→ Activity
Go through the data and tally the lines that include "display". The reply is that number alone.

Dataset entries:
----------

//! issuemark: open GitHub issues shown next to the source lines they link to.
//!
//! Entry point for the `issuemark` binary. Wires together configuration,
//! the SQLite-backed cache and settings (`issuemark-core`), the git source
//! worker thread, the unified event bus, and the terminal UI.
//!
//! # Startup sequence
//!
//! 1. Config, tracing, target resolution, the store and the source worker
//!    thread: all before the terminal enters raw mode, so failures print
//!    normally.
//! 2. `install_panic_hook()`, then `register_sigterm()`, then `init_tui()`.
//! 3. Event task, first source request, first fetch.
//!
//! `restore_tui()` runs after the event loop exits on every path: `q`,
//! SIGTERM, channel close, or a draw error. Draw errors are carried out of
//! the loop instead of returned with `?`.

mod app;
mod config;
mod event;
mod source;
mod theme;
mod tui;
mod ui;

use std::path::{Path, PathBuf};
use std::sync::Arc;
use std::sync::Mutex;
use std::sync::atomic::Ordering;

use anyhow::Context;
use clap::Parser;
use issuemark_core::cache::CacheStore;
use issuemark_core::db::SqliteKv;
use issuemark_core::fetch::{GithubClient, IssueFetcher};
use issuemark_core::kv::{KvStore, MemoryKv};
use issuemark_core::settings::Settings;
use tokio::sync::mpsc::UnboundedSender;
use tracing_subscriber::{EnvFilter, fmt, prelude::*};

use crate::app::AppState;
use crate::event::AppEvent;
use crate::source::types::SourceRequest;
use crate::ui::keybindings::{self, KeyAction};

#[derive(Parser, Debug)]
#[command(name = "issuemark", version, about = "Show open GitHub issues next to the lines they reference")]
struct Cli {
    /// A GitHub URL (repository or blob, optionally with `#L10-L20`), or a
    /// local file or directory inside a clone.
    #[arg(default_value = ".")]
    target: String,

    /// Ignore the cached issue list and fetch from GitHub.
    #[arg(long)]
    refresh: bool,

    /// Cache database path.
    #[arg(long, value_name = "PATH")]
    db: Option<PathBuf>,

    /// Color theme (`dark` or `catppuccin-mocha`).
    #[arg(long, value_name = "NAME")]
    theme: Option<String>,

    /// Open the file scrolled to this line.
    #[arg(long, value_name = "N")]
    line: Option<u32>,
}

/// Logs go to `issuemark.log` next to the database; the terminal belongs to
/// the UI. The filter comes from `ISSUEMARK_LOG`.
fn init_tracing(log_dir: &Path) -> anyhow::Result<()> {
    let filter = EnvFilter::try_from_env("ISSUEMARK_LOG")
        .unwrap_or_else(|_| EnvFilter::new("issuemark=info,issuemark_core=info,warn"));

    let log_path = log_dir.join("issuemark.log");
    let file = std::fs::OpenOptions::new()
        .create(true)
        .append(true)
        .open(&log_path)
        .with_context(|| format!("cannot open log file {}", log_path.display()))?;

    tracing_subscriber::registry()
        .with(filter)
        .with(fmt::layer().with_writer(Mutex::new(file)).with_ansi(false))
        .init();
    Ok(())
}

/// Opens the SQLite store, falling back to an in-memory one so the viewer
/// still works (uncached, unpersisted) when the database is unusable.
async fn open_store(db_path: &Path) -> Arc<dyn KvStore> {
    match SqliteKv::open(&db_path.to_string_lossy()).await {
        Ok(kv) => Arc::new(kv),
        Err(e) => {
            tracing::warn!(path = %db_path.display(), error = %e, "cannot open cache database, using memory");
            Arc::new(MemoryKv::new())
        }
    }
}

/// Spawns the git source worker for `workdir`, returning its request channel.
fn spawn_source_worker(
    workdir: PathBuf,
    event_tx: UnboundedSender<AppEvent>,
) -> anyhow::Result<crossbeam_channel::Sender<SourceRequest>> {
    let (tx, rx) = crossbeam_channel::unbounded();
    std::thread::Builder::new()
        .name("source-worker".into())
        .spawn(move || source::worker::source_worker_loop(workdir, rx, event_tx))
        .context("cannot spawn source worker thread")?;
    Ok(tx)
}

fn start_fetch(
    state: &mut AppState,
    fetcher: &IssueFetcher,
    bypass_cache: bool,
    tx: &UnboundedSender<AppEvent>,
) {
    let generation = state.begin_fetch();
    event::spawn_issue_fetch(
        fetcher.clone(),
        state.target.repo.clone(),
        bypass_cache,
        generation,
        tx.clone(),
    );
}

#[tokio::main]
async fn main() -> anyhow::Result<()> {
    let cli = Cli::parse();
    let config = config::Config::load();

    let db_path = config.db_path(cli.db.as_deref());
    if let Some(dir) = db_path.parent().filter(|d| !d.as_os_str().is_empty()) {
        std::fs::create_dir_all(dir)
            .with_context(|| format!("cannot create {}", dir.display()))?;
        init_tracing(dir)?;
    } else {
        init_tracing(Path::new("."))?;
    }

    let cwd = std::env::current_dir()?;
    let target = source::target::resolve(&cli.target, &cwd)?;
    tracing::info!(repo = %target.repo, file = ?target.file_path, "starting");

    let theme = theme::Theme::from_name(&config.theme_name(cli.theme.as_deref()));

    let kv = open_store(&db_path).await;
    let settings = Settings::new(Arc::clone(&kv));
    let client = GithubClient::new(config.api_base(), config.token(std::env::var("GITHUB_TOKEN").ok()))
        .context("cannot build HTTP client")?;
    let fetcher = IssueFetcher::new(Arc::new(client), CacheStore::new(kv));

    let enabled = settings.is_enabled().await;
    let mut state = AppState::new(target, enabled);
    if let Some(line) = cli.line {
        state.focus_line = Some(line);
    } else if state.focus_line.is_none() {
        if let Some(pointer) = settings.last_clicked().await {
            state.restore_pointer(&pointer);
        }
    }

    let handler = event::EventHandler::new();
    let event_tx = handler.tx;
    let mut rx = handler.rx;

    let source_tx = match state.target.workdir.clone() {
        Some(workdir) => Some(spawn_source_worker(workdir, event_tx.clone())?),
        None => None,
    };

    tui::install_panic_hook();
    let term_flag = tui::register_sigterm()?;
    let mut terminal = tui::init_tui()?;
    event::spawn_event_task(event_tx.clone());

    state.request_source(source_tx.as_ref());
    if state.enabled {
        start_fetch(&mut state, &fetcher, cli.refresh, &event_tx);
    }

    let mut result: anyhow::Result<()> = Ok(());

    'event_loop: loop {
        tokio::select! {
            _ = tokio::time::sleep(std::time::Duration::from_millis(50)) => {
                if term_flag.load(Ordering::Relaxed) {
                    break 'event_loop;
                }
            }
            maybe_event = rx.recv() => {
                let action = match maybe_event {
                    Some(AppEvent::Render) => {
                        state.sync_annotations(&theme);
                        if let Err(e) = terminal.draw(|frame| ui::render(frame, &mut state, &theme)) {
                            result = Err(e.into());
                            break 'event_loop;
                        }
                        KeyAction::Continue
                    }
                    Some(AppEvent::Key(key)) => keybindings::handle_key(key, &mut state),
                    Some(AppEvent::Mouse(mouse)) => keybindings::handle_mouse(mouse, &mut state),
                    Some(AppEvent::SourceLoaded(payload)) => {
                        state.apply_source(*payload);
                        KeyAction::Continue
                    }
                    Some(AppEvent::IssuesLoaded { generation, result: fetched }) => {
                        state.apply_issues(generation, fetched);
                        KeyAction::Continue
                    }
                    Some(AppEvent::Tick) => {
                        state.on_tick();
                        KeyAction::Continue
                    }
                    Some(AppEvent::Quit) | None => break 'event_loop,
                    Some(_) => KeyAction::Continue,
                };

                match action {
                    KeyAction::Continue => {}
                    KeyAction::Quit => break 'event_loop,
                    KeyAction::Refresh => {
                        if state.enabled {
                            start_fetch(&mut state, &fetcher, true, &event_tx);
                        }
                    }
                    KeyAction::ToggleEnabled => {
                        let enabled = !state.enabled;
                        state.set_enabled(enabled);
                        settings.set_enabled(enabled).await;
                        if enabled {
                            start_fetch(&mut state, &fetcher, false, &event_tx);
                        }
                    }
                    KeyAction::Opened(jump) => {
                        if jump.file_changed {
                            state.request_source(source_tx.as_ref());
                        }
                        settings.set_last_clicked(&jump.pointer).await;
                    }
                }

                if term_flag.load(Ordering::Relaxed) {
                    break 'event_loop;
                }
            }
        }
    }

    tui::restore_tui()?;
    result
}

----------

→ Output for this task
3